## EXERCISE PROMPT
Your output should be the lines of the data that follow, reproduced exactly from the first through the line bearing "static BEDROOMS_RE: LazyLock<Regex>".

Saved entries
^^^^^^^^

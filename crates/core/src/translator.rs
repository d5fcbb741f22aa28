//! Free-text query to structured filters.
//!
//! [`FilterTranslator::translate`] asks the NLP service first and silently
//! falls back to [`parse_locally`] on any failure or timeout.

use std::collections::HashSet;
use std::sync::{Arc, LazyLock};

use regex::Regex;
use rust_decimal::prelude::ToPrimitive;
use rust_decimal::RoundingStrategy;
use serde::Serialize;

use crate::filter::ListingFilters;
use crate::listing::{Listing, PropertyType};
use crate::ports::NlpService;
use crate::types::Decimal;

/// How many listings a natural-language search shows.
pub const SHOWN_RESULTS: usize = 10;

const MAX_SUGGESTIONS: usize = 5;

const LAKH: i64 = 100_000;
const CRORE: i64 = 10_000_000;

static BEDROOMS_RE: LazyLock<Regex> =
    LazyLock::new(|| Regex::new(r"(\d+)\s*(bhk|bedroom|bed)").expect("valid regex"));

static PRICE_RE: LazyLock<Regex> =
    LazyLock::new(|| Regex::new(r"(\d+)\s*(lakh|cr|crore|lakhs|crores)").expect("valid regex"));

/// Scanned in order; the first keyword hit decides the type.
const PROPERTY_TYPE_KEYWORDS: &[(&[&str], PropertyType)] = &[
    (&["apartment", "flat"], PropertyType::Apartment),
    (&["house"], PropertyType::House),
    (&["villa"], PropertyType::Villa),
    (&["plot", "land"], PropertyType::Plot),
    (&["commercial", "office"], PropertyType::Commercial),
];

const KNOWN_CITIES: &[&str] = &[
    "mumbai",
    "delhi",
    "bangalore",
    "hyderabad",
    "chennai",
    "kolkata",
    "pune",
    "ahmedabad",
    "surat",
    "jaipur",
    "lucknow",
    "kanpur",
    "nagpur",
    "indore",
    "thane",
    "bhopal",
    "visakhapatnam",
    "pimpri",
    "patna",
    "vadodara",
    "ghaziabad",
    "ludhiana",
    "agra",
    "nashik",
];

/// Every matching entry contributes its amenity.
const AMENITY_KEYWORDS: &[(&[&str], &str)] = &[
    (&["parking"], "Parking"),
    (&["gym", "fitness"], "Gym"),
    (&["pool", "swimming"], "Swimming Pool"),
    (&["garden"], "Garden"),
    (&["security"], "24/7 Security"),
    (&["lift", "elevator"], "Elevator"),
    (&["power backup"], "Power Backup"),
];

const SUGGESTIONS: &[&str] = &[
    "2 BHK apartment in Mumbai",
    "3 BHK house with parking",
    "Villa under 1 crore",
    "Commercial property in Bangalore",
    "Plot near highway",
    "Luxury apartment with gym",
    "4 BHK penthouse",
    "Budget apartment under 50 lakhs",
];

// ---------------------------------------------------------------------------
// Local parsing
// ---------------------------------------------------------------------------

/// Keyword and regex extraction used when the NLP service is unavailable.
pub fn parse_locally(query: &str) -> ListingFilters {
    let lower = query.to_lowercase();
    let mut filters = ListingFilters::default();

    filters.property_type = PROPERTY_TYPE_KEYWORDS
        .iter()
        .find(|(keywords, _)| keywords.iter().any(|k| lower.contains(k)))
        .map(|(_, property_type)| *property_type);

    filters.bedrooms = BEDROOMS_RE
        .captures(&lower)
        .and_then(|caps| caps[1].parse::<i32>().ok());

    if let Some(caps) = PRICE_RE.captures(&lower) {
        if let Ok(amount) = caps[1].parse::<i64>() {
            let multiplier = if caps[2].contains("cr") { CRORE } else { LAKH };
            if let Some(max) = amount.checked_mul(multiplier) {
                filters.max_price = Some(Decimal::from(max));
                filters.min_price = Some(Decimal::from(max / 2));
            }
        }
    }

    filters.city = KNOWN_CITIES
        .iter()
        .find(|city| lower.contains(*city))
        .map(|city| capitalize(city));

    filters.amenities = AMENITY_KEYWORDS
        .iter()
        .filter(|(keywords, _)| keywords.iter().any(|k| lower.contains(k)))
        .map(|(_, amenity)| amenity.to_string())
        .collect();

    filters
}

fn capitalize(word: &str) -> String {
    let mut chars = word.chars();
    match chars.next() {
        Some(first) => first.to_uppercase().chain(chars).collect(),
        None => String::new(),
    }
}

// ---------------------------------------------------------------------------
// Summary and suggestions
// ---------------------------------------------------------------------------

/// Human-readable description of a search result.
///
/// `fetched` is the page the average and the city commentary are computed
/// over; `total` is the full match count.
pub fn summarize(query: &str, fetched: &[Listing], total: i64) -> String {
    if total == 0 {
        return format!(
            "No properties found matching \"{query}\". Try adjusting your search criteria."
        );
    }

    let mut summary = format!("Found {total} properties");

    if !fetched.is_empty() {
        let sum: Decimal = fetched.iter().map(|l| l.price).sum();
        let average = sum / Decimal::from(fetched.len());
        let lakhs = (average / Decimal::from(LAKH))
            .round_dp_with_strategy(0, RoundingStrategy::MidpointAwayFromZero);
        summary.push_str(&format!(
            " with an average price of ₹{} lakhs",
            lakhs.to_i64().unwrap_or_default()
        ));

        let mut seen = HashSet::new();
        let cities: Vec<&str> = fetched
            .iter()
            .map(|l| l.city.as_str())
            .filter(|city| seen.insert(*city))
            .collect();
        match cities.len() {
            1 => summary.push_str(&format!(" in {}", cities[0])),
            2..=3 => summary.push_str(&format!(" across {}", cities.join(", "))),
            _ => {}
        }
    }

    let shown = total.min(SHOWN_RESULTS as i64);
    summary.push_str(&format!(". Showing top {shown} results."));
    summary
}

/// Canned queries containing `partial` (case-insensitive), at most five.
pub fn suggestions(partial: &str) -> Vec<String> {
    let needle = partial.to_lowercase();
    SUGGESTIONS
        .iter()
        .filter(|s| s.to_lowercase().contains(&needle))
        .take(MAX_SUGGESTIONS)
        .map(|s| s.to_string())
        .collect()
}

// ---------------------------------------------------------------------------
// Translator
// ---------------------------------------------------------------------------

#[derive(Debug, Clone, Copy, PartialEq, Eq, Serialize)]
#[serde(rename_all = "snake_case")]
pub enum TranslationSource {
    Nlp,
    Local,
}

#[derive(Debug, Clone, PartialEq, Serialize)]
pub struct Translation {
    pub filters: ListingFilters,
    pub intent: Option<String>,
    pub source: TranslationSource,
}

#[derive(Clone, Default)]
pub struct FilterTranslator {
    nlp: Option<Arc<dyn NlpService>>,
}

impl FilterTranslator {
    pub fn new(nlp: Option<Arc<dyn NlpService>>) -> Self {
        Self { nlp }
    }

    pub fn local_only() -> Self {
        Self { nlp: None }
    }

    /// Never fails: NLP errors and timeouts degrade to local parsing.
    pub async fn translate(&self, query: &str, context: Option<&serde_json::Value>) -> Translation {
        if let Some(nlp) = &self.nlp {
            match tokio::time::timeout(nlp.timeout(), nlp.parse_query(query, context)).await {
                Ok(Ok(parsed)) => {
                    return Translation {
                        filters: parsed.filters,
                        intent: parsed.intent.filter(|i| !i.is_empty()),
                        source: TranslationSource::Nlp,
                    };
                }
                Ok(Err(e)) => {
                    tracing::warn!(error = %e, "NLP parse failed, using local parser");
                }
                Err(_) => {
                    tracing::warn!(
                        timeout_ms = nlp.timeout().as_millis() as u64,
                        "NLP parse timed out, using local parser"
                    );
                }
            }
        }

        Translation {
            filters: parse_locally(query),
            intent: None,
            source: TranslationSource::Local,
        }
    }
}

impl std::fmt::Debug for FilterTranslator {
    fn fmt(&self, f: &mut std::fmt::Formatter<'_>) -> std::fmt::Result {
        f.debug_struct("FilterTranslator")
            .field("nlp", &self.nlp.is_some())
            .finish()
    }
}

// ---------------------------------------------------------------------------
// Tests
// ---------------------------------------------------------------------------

^^^^^^^^

## ANSWER FOR THIS EXERCISE
filename crates/core/src/translator.rs
repository d5fcbb741f22aa28
//! Free-text query to structured filters.
//!
//! [`FilterTranslator::translate`] asks the NLP service first and silently
//! falls back to [`parse_locally`] on any failure or timeout.

use std::collections::HashSet;
use std::sync::{Arc, LazyLock};

use regex::Regex;
use rust_decimal::prelude::ToPrimitive;
use rust_decimal::RoundingStrategy;
use serde::Serialize;

use crate::filter::ListingFilters;
use crate::listing::{Listing, PropertyType};
use crate::ports::NlpService;
use crate::types::Decimal;

/// How many listings a natural-language search shows.
pub const SHOWN_RESULTS: usize = 10;

const MAX_SUGGESTIONS: usize = 5;

const LAKH: i64 = 100_000;
const CRORE: i64 = 10_000_000;

static BEDROOMS_RE: LazyLock<Regex> =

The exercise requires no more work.